Under the chiarmanship of Prof. Jennifer Welbeck, former Dean, School of Medicine and Dentistry, University of Ghana, the School of Nursing and Midwifery of the College of Health Sciences, University of Ghana cordially invites you to its second public seminar series as follows:

TOPIC 1:  Unveiling Midwives' Experiences of Newborn Health in Rural Birth Spaces in Southern Ghana -Dr. Mary Ani-Amponsah (PhD, MPhil, FFGCNM, FWACN, BA, RN, Neonatal Health)

Midwives’ experiences of newborn care in rural communities have been minimally explored over the past two decades globally in spite of their rich experiences as frontline health workers in maternal and newborn health. In Ghana, the slow decline of neonatal mortality is shaped by inequitable health coverage, lapses in health care delivery, weak community engagement strategies and policy implementation challenges. Understanding the dynamic contextual factors that impact rural newborn health care delivery is critical to meeting the Sustainable Development Goal (SDG) 3.2 - i.e. reducing neonatal mortality to at least 12 per 1000 live births. The aim of this study was to explore and unveil the experiences of midwives involved with newborn health care in rural birth settings, Southern Ghana. Interpretive phenomenology that incorporates Heideggerian and African philosophy were used to explore the meanings embedded in the experiences of thirteen midwives who volunteered to participate in the study. Emerging themes were synthesized from the verbal transcripts, field notes, reflective journal and commentaries from two independent reviewers to produce rich narratives of the midwives’ embodied experiences. The study findings establish that maternal and neonatal care are delivered in health facilities, domiciliary settings and unpredictable spaces in rural communities where silent suffering occur. The knowledge generated in the study serves as basis for setting newborn health care delivery priorities, scaling up research-informed interventions, and refining policies to improve newborn health care delivery and midwifery practice in rural settings within Ghana.  

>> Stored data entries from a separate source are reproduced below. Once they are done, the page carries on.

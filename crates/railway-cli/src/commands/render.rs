use crate::support::{kind_or_exit, load_config_or_exit, parse_value};
use railway_anomaly::SystemError;

pub struct Args {
    pub type_number: u32,
    pub subject: String,
    pub args: Vec<String>,
    pub actual: Option<String>,
    pub instance: Option<String>,
    pub error_id: Option<String>,
    pub config: Option<String>,
    pub line: bool,
}

pub fn run(args: Args) {
    let kind = kind_or_exit(args.type_number);
    let config = load_config_or_exit(args.config.as_deref());

    let context_args = args.args.iter().map(String::as_str).map(parse_value).collect();
    let actual_value = args.actual.as_deref().map(parse_value);
    let mut error = SystemError::assemble(args.subject, kind, context_args, actual_value);
    if let Some(error_id) = args.error_id {
        error = error.with_error_id(error_id);
    }
    tracing::debug!(code = error.code(), "assembled system error");

    if args.line {
        println!("{}", error.format());
    } else {
        let report = config.render(&error, args.instance.as_deref());
        println!(
            "{}",
            serde_json::to_string_pretty(&report).expect("json serialization")
        );
    }
}
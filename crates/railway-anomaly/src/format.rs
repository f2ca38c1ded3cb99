//! Message template substitution.
//!
//! Templates use printf-style directives: `%s` renders any value, `%d`
//! renders integers only, `%n` is a newline and `%%` a literal percent.
//! Substitution is all-or-nothing: any mismatch yields `None` so the caller
//! can fall back to the raw template.

use regex::Regex;
use serde_json::Value;
use std::sync::OnceLock;

fn directive_re() -> &'static Regex {
    static RE: OnceLock<Regex> = OnceLock::new();
    RE.get_or_init(|| Regex::new(r"%(.?)").expect("directive regex must compile"))
}

/// Fills `template` with `args` in order.
///
/// Returns `None` when an argument is missing, a `%d` receives a
/// non-integer, or a directive is unknown. Surplus arguments are ignored.
pub fn substitute(template: &str, args: &[Value]) -> Option<String> {
    let mut out = String::with_capacity(template.len());
    let mut args = args.iter();
    let mut last = 0;

    for caps in directive_re().captures_iter(template) {
        let whole = caps.get(0)?;
        out.push_str(&template[last..whole.start()]);
        match caps.get(1).map_or("", |m| m.as_str()) {
            "%" => out.push('%'),
            "n" => out.push('\n'),
            "s" => out.push_str(&render_any(args.next()?)),
            "d" => out.push_str(&render_integer(args.next()?)?),
            _ => return None,
        }
        last = whole.end();
    }

    out.push_str(&template[last..]);
    Some(out)
}

/// Strings render bare, everything else in its JSON form.
pub fn render_any(value: &Value) -> String {
    match value {
        Value::String(text) => text.clone(),
        other => other.to_string(),
    }
}

fn render_integer(value: &Value) -> Option<String> {
    match value {
        Value::Number(n) if n.is_i64() || n.is_u64() => Some(n.to_string()),
        _ => None,
    }
}

/// Number of arguments `template` consumes, or `None` if it contains an
/// unknown directive.
pub fn arity(template: &str) -> Option<usize> {
    let mut count = 0;
    for caps in directive_re().captures_iter(template) {
        match caps.get(1).map_or("", |m| m.as_str()) {
            "%" | "n" => {}
            "s" | "d" => count += 1,
            _ => return None,
        }
    }
    Some(count)
}

#[cfg(test)]
mod tests {
    use super::*;
    use serde_json::json;

    #[test]
    fn fills_string_and_integer_directives() {
        let out = substitute("between %s and %d", &[json!("a"), json!(3)]);
        assert_eq!(out.as_deref(), Some("between a and 3"));
    }

    #[test]
    fn non_string_values_render_as_json() {
        let out = substitute("got %s", &[json!(1.5)]);
        assert_eq!(out.as_deref(), Some("got 1.5"));
        let out = substitute("got %s", &[json!(null)]);
        assert_eq!(out.as_deref(), Some("got null"));
    }

    #[test]
    fn escapes_and_newlines() {
        assert_eq!(substitute("100%% sure", &[]).as_deref(), Some("100% sure"));
        assert_eq!(substitute("a%nb", &[]).as_deref(), Some("a\nb"));
    }

    #[test]
    fn mismatches_yield_none() {
        assert_eq!(substitute("%s and %s", &[json!("one")]), None);
        assert_eq!(substitute("age %d", &[json!("ten")]), None);
        assert_eq!(substitute("age %d", &[json!(1.5)]), None);
        assert_eq!(substitute("odd %q", &[json!(1)]), None);
        assert_eq!(substitute("dangling %", &[json!(1)]), None);
    }

    #[test]
    fn surplus_arguments_are_ignored() {
        assert_eq!(
            substitute("only %s", &[json!("one"), json!("two")]).as_deref(),
            Some("only one")
        );
    }

    #[test]
    fn arity_counts_value_directives() {
        assert_eq!(arity("%s %s is currently locked"), Some(2));
        assert_eq!(arity("100%% of %d"), Some(1));
        assert_eq!(arity("bad %x"), None);
    }
}
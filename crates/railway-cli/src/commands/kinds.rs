use crate::support::{kind_payload, parse_family_or_exit};
use railway_anomaly::taxonomy::{all, of_family};
use railway_anomaly::ErrorKind;
use serde_json::{Value, json};

pub fn run(family: Option<String>, json_output: bool) {
    let kinds = match family.as_deref() {
        Some(family) => of_family(parse_family_or_exit(family)),
        None => all(),
    };

    if json_output {
        let payload = json!({
            "count": kinds.len(),
            "kinds": kinds.iter().copied().map(kind_payload).collect::<Vec<Value>>(),
        });
        println!(
            "{}",
            serde_json::to_string_pretty(&payload).expect("json serialization")
        );
    } else {
        for kind in &kinds {
            println!(
                "{:>5}  {:<28} {:>3}  {}",
                kind.type_number(),
                kind.code(),
                kind.suggested_status(),
                kind.problem_title()
            );
        }
        println!("{} kind(s)", kinds.len());
    }
}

Biography of Dr. Mary Ani-Amponsah

Dr. Mary Ani-Amponsah is a Lecturer at the School of Nursing and Midwifery, College of Health Sciences, University of Ghana. Mary holds a PhD Nursing degree from the University of Alberta, Canada. Her research interest is focused on improving neonatal survival strategies in rural and resource-limited communities using family and multi-stakeholder engagement approaches. Mary is the Country Representative for Council of International Neonatal Nurses – and the Faculty Chair of Neonatal Intensive Nursing at the Ghana College of Nurses and Midwives (GCNM).  Mary is the 2018/2019 Faculty Advisor for the Sigma Theta Tau International and Johnson & Johnson Collaborative African Project in the Maternal/Child Health Nurse Leadership Academy (MCHNLA). Mary holds a life time honorary membership with the Golden Key Society and International Scholar Laureate programme.


TOPIC 2:  “The Mother Beyond Delivery”: The Midwife and Maternal Mental Health- Dr. Samuel Adjorlolo (PhD, MPhil, MSc, BA, RN)

Mental illness is a major contributor to maternal morbidity and mortality, globally. Health professionals, specifically midwives’  have significant roles to play in reducing maternal mortality to less than 70 per 100,000 live births by 2030, particularly in developing and resource constraint countries, as envisioned by the Sustainable Development Goal (SDG) 3. Consequently, following a systematic and integrated literature review, this presentation critically examines midwives involvement in promoting maternal mental health, such as identifying women at risk, assessing and referring women appropriately in Ghana and beyond. Also, in view of calls to integrate mental health into general maternal health care, the presentation examines how midwives’ can be empowered, taking into consideration sociocultural dynamics and mental illness, to screen and deliver evidenced-based, low-cost interventions through routine maternal health and reproductive care services, or make appropriate psychiatric care referrals. Midwives’ are highly skilled in developing relationships with childbearing women and their families, a privileged position that affords a unique opportunity to enhance and promote maternal mental health to contribute to the attainment of SDG 3.


Biography of Dr. Samuel Adjorlolo

Dr. Samuel Adjorlolo is a lecturer in the Department of Mental Health Nursing, University of Ghana. He holds a PhD in Applied Social Sciences, specializing in forensic clinical psychology, from the City University of Hong Kong. Prior to this, he graduated from the University of Ghana where he received Bachelor’s and Master’s degree in Nursing and Psychology, and Clinical Psychology, respectively. He also received a Master of Science degree in Telemedicine and e-health from the UiT-Arctic University of Norway. He has published several articles in peer-reviewed journals, and book chapters published by renowned publishers such as Routledge. Dr. Adjorlolo has presented his research works at international conferences across the globe. He has received several honors and awards, including the prestigious Chow Yei Ching School of Graduate Studies and research tuition scholarships by City University of Hong Kong, and Emerging Psychologist by International Congress of Psychology.